Input START

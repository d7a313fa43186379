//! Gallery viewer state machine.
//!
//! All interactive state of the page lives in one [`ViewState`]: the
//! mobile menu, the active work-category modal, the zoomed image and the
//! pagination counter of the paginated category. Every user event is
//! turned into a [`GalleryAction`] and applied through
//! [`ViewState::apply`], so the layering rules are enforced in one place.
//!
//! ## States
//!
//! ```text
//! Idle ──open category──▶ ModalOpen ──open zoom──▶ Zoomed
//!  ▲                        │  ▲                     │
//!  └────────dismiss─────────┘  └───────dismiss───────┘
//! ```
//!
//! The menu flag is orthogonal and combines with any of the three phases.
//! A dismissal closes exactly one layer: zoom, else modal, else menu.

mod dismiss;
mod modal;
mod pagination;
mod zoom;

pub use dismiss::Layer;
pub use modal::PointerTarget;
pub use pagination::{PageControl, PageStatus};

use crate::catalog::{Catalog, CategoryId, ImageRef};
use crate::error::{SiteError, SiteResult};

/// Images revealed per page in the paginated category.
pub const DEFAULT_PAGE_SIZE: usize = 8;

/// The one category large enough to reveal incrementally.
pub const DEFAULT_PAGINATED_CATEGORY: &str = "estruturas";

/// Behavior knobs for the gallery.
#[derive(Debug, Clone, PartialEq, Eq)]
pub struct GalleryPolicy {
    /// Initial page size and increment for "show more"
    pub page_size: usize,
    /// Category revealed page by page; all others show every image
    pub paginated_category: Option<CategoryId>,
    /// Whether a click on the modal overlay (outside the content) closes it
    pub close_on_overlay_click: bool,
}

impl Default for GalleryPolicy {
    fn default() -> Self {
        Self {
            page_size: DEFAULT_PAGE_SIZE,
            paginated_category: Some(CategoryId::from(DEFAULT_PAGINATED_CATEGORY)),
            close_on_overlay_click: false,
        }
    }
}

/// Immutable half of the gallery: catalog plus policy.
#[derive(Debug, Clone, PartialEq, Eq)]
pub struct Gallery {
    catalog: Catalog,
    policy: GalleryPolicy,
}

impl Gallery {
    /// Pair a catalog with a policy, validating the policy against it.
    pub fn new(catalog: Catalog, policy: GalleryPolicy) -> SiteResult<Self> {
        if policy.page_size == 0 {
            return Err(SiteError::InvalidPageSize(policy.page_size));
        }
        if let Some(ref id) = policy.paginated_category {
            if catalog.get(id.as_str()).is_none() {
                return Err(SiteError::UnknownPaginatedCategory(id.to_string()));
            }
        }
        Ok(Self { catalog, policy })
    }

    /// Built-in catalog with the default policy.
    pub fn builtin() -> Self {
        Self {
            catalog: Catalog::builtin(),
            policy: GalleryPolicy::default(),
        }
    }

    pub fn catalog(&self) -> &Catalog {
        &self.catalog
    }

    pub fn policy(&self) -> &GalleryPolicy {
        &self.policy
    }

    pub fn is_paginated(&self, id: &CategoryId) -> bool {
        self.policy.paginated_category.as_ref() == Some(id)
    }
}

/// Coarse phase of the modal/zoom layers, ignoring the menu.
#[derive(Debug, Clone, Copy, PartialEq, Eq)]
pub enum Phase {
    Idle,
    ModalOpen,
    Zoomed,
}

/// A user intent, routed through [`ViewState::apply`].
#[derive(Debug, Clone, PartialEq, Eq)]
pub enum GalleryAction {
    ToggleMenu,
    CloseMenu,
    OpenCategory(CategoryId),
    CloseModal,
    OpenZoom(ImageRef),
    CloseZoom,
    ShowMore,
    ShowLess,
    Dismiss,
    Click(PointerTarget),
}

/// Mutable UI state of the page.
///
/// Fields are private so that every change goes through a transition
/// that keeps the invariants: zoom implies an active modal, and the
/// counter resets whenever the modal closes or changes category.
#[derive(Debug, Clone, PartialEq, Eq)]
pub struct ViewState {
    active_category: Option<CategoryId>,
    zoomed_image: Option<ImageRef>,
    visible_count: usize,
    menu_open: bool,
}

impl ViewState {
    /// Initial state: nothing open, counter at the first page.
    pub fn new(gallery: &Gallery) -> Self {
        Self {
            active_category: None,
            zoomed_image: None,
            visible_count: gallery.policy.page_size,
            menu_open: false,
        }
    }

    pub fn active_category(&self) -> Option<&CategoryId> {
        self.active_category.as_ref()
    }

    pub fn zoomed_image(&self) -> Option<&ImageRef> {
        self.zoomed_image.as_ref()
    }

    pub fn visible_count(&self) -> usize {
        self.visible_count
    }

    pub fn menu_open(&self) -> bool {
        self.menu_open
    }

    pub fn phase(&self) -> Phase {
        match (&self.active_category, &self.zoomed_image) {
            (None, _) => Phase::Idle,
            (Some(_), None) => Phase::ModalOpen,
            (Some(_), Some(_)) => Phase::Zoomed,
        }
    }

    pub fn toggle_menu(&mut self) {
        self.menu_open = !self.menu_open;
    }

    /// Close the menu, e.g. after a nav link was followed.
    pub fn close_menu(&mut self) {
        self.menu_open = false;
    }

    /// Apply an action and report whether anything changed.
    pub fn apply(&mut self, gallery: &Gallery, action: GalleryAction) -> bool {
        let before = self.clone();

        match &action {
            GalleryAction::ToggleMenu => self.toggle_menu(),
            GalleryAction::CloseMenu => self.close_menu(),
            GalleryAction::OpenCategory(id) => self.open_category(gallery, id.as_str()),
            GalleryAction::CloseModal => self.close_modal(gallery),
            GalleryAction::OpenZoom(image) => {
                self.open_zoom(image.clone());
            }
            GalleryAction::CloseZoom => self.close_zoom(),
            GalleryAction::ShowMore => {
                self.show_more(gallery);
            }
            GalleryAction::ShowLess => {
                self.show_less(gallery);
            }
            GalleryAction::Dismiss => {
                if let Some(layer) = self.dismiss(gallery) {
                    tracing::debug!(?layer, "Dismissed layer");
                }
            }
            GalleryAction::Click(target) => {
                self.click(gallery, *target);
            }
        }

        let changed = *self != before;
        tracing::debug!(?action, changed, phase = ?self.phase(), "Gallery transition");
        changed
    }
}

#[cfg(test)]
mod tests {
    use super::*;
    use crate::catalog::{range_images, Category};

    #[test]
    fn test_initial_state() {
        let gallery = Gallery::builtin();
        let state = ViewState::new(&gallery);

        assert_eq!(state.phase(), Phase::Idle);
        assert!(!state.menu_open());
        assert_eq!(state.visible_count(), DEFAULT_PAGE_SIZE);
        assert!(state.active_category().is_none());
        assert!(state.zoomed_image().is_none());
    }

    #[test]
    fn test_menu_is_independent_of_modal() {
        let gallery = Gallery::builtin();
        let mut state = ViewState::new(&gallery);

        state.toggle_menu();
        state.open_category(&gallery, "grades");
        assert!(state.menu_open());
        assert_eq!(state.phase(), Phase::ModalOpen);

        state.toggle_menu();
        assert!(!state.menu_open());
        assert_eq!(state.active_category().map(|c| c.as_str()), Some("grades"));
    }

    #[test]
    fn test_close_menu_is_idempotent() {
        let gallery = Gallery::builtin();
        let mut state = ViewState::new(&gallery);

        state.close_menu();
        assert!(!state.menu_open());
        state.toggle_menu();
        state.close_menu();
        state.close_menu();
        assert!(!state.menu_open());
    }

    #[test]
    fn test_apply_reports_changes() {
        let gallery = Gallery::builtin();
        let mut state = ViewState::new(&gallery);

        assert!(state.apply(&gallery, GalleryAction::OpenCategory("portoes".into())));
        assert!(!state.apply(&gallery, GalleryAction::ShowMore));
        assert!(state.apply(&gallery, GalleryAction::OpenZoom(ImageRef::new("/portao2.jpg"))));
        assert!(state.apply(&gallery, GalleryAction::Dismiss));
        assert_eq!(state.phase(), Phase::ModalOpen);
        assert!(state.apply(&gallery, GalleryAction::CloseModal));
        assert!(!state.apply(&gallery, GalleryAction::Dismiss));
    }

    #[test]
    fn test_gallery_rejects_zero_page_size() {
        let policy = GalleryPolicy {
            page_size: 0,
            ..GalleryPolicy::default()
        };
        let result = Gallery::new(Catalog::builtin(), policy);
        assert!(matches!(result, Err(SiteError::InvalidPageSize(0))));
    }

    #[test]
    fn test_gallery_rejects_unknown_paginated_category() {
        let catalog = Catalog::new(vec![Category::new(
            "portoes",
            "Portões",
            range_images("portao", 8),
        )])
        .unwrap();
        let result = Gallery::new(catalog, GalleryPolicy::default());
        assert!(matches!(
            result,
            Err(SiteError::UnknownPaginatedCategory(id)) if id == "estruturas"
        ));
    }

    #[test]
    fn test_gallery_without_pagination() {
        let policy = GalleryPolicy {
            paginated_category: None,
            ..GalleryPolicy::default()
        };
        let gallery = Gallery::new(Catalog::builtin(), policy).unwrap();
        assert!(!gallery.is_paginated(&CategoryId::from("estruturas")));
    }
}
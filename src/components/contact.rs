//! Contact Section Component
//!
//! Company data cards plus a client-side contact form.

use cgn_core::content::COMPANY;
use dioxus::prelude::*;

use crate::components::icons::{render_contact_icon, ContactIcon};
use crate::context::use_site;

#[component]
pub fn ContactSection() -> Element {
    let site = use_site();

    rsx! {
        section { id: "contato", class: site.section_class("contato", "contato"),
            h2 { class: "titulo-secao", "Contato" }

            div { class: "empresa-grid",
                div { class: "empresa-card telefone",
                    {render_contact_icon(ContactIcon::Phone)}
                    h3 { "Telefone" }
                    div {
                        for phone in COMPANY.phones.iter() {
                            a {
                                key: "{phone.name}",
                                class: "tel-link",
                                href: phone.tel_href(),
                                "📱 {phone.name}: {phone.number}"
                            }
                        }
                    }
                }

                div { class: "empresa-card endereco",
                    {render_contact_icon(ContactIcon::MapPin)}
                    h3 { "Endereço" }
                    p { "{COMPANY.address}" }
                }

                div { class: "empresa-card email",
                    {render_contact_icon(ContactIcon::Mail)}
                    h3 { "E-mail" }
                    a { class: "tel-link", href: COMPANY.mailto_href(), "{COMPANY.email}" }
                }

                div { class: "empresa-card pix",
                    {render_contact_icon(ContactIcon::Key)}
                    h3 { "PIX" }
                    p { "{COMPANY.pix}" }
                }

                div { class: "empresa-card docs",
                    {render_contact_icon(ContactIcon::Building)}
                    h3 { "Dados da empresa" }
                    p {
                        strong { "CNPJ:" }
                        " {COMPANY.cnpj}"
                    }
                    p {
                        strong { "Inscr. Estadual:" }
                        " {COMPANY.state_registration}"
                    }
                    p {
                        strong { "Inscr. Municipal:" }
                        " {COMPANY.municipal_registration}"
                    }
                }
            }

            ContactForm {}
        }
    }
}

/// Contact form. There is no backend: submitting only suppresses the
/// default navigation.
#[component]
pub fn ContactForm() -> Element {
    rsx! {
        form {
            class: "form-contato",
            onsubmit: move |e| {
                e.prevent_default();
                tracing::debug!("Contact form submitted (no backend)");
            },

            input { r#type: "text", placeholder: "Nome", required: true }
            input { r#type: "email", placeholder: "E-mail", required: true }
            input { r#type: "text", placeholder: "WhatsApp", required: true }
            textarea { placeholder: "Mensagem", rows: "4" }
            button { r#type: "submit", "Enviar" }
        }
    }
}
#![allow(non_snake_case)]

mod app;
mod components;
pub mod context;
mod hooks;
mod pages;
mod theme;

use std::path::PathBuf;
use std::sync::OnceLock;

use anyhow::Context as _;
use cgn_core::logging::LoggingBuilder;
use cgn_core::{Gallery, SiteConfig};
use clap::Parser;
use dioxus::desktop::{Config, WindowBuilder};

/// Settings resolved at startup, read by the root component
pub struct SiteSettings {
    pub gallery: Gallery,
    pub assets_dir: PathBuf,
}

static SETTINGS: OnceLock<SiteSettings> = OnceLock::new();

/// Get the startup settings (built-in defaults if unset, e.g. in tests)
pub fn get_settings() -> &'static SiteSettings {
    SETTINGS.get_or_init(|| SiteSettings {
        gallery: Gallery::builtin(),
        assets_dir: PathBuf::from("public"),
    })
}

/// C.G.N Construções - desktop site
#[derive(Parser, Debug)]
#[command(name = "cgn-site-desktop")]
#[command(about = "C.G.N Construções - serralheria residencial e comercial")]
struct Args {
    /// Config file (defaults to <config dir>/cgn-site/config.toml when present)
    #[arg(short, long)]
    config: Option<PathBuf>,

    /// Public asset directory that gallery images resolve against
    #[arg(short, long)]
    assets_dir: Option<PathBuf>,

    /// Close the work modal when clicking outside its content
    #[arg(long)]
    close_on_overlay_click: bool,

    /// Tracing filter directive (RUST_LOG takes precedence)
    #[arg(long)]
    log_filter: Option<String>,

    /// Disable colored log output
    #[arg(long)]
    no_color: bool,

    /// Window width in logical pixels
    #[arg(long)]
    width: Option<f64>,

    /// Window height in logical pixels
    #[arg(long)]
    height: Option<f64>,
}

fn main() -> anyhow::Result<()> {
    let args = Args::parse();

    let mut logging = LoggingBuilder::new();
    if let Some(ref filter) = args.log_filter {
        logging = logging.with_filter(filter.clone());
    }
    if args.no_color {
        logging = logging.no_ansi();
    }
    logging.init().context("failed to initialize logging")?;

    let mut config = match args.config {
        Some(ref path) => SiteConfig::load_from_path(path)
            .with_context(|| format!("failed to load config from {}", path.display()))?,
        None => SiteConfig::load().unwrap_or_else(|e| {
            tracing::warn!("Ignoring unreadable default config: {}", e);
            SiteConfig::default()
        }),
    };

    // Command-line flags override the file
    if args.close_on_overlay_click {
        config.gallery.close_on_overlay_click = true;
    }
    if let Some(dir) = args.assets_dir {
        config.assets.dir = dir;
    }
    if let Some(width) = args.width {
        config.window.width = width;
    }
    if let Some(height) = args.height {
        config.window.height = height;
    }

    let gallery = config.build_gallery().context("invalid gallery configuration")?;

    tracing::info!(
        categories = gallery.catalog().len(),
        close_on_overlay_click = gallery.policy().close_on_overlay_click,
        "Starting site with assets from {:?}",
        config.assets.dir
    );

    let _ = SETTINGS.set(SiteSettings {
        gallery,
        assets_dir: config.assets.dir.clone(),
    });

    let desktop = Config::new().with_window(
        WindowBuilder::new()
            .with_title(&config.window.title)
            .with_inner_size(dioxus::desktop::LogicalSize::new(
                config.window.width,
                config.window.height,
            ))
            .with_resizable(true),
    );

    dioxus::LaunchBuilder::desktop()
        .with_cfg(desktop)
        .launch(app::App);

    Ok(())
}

Input END

To do:
Among the lines of the data above, find those with the word "strong" and show them.

Finished task:
                        strong { "CNPJ:" }
                        strong { "Inscr. Estadual:" }
                        strong { "Inscr. Municipal:" }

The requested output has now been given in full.